I went back to school and Karuna and I became mates, official. And sometimes we let mad Max the bell-ringer hang out with us because he’s even more certifiable than we are. Karuna’s gone from being a townie to a goth and, no kidding, she’s making her own coffin in woodwork. Mrs Atkins made me write a long story about how Jane Eyre marries Mr Rochester under false pretences and how it is when she finds out on honeymoon on the French Riviera that he’s married already and he’s tricked her. I made up how she’s furious and steals a rowing boat to escape back to England but is picked up by pirates instead. So she decides to be a pirate too and all the men pirates are in love with her and she rules the roost. And her name is Janie Jewel the Cruel, on account of all the gems she steals. And it was better than the real
Jane Eyre
any day. Mrs Atkins gave me A-minus and read it out to the class and Karuna never lets me forget it.

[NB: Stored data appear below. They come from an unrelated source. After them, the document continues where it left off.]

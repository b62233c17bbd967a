//! Absence requests and their review.

use chrono::Utc;
use uuid::Uuid;

use super::Context;
use super::employee_service::get_employee;
use crate::error::AppError;
use crate::middleware::auth::AuthContext;
use crate::models::absence::{
    Absence, AbsenceFilter, AbsenceStatus, RejectAbsenceRequest, RequestAbsenceRequest,
    inclusive_days,
};
use crate::models::audit::{AuditAction, AuditEntry};
use crate::models::notification::{
    CreateNotificationRequest, NotificationPriority, NotificationType,
};
use crate::models::webhook::events;
use crate::pagination::{Page, PageRequest};

const MODULE: &str = "hr.absences";

pub async fn request_absence(
    ctx: &Context,
    auth: &AuthContext,
    request: RequestAbsenceRequest,
) -> Result<Absence, AppError> {
    if request.end_date < request.start_date {
        return Err(AppError::bad_request("End date cannot be before the start date"));
    }
    let employee = get_employee(ctx, auth, request.employee_id).await?;
    if !employee.is_employed() {
        return Err(AppError::bad_request("Employee is terminated"));
    }
    let has_document = request
        .document_url
        .as_deref()
        .is_some_and(|url| !url.trim().is_empty());
    if request.absence_type.requires_document() && !has_document {
        return Err(AppError::BadRequest(format!(
            "{} requires a supporting document",
            request.absence_type
        )));
    }

    let now = Utc::now();
    let absence = Absence {
        id: Uuid::new_v4(),
        tenant_id: auth.tenant_id,
        employee_id: employee.id,
        absence_type: request.absence_type,
        start_date: request.start_date,
        end_date: request.end_date,
        total_days: inclusive_days(request.start_date, request.end_date),
        reason: request.reason,
        document_url: request.document_url,
        status: AbsenceStatus::Pending,
        requested_by: auth.user_id,
        reviewed_by: None,
        reviewed_at: None,
        rejection_reason: None,
        created_at: now,
        updated_at: now,
    };
    ctx.repos.absences.insert_absence(&absence).await?;

    ctx.audit(
        auth,
        AuditEntry::new(
            AuditAction::Create,
            MODULE,
            "absence",
            absence.id,
            format!(
                "{} requested for {} day(s) from {}",
                absence.absence_type, absence.total_days, absence.start_date
            ),
        )
        .with_new(&absence),
    )
    .await;
    Ok(absence)
}

pub async fn get_absence(ctx: &Context, auth: &AuthContext, id: Uuid) -> Result<Absence, AppError> {
    ctx.repos
        .absences
        .find_absence(auth.tenant_id, id)
        .await?
        .ok_or(AppError::NotFound("Absence"))
}

pub async fn list_absences(
    ctx: &Context,
    auth: &AuthContext,
    filter: &AbsenceFilter,
    page: PageRequest,
) -> Result<Page<Absence>, AppError> {
    ctx.repos
        .absences
        .list_absences(auth.tenant_id, filter, page)
        .await
}

pub async fn approve_absence(
    ctx: &Context,
    auth: &AuthContext,
    id: Uuid,
) -> Result<Absence, AppError> {
    let mut absence = get_absence(ctx, auth, id).await?;
    absence.approve(auth.user_id)?;
    ctx.repos.absences.update_absence(&absence).await?;

    ctx.audit(
        auth,
        AuditEntry::new(AuditAction::Approve, MODULE, "absence", id, "Absence approved")
            .with_new(&absence),
    )
    .await;
    notify_requester(
        ctx,
        &absence,
        "Absence approved",
        format!(
            "Your {} from {} to {} was approved",
            absence.absence_type, absence.start_date, absence.end_date
        ),
        NotificationType::Success,
    )
    .await;
    ctx.emit(auth.tenant_id, events::ABSENCE_APPROVED, &absence);
    Ok(absence)
}

pub async fn reject_absence(
    ctx: &Context,
    auth: &AuthContext,
    id: Uuid,
    request: RejectAbsenceRequest,
) -> Result<Absence, AppError> {
    let mut absence = get_absence(ctx, auth, id).await?;
    absence.reject(auth.user_id, request.reason)?;
    ctx.repos.absences.update_absence(&absence).await?;

    ctx.audit(
        auth,
        AuditEntry::new(AuditAction::Reject, MODULE, "absence", id, "Absence rejected")
            .with_new(&absence),
    )
    .await;
    notify_requester(
        ctx,
        &absence,
        "Absence rejected",
        format!(
            "Your {} from {} was rejected: {}",
            absence.absence_type,
            absence.start_date,
            absence.rejection_reason.as_deref().unwrap_or_default()
        ),
        NotificationType::Warning,
    )
    .await;
    ctx.emit(auth.tenant_id, events::ABSENCE_REJECTED, &absence);
    Ok(absence)
}

pub async fn cancel_absence(
    ctx: &Context,
    auth: &AuthContext,
    id: Uuid,
) -> Result<Absence, AppError> {
    let mut absence = get_absence(ctx, auth, id).await?;
    absence.cancel()?;
    ctx.repos.absences.update_absence(&absence).await?;

    ctx.audit(
        auth,
        AuditEntry::new(AuditAction::Cancel, MODULE, "absence", id, "Absence cancelled")
            .with_new(&absence),
    )
    .await;
    Ok(absence)
}

async fn notify_requester(
    ctx: &Context,
    absence: &Absence,
    title: &str,
    message: String,
    notification_type: NotificationType,
) {
    ctx.notify(
        absence.tenant_id,
        CreateNotificationRequest {
            user_id: absence.requested_by,
            title: title.to_string(),
            message,
            notification_type: Some(notification_type),
            priority: Some(NotificationPriority::Normal),
            entity_type: Some("absence".to_string()),
            entity_id: Some(absence.id),
            action_url: Some(format!("/v1/absences/{}", absence.id)),
        },
    )
    .await;
}

#[cfg(test)]
mod tests {
    use chrono::NaiveDate;

    use super::*;
    use crate::models::absence::AbsenceType;
    use crate::services::employee_service::{create_employee, tests::hire};
    use crate::services::{notification_service, testing};

    fn date(y: i32, m: u32, d: u32) -> NaiveDate {
        NaiveDate::from_ymd_opt(y, m, d).unwrap()
    }

    fn leave(employee_id: Uuid, start: NaiveDate, end: NaiveDate) -> RequestAbsenceRequest {
        RequestAbsenceRequest {
            employee_id,
            absence_type: AbsenceType::PersonalLeave,
            start_date: start,
            end_date: end,
            reason: None,
            document_url: None,
        }
    }

    async fn setup() -> (Context, AuthContext, Uuid) {
        let ctx = testing::context();
        let auth = testing::admin(&ctx).await;
        let employee = create_employee(&ctx, &auth, hire("E-1", date(2023, 1, 1), 300_000))
            .await
            .unwrap();
        (ctx, auth, employee.id)
    }

    #[tokio::test]
    async fn counts_days_inclusively() {
        let (ctx, auth, employee) = setup().await;
        let absence = request_absence(&ctx, &auth, leave(employee, date(2025, 3, 3), date(2025, 3, 7)))
            .await
            .unwrap();
        assert_eq!(absence.total_days, 5);
        assert_eq!(absence.status, AbsenceStatus::Pending);
        assert_eq!(absence.requested_by, auth.user_id);
    }

    #[tokio::test]
    async fn overlapping_requests_are_rejected() {
        let (ctx, auth, employee) = setup().await;
        request_absence(&ctx, &auth, leave(employee, date(2025, 3, 3), date(2025, 3, 7)))
            .await
            .unwrap();
        let clash =
            request_absence(&ctx, &auth, leave(employee, date(2025, 3, 7), date(2025, 3, 10))).await;
        assert!(matches!(clash, Err(AppError::BadRequest(_))));
    }

    #[tokio::test]
    async fn cancelled_absences_free_the_calendar() {
        let (ctx, auth, employee) = setup().await;
        let first = request_absence(&ctx, &auth, leave(employee, date(2025, 3, 3), date(2025, 3, 7)))
            .await
            .unwrap();
        cancel_absence(&ctx, &auth, first.id).await.unwrap();

        assert!(
            request_absence(&ctx, &auth, leave(employee, date(2025, 3, 5), date(2025, 3, 6)))
                .await
                .is_ok()
        );
    }

    #[tokio::test]
    async fn sick_leave_needs_a_document() {
        let (ctx, auth, employee) = setup().await;
        let mut request = leave(employee, date(2025, 3, 3), date(2025, 3, 4));
        request.absence_type = AbsenceType::SickLeave;
        assert!(matches!(
            request_absence(&ctx, &auth, request).await,
            Err(AppError::BadRequest(_))
        ));

        let mut request = leave(employee, date(2025, 3, 3), date(2025, 3, 4));
        request.absence_type = AbsenceType::SickLeave;
        request.document_url = Some("/files/t/absences/cert.pdf".into());
        assert!(request_absence(&ctx, &auth, request).await.is_ok());
    }

    #[tokio::test]
    async fn end_before_start_is_invalid() {
        let (ctx, auth, employee) = setup().await;
        let result =
            request_absence(&ctx, &auth, leave(employee, date(2025, 3, 7), date(2025, 3, 3))).await;
        assert!(matches!(result, Err(AppError::BadRequest(_))));
    }

    #[tokio::test]
    async fn review_notifies_the_requester() {
        let (ctx, auth, employee) = setup().await;
        let absence = request_absence(&ctx, &auth, leave(employee, date(2025, 3, 3), date(2025, 3, 4)))
            .await
            .unwrap();

        let approved = approve_absence(&ctx, &auth, absence.id).await.unwrap();
        assert_eq!(approved.status, AbsenceStatus::Approved);
        assert_eq!(approved.reviewed_by, Some(auth.user_id));

        let unread = notification_service::unread_count(&ctx, &auth).await.unwrap();
        assert_eq!(unread.unread, 1);

        let again = reject_absence(
            &ctx,
            &auth,
            absence.id,
            RejectAbsenceRequest {
                reason: "late".into(),
            },
        )
        .await;
        assert!(matches!(again, Err(AppError::BadRequest(_))));
    }
}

I still see Mrs Rajit once a week. Sometimes the words don’t come, so instead I draw her pictures of the sky house. Other times I tell her about everyone I met on my travels. I show her the map and describe the good people on it who were like guardian angels because they did something to help me and asked for nothing back.

Chloe, who told me about Thule.

Kim, who gave me a sandwich.

The magnet man.

The boy on the motorbike whose name I never knew, and Kirk, even, with his truckload of pigs.

Sian, who said I had a figure like a dancer.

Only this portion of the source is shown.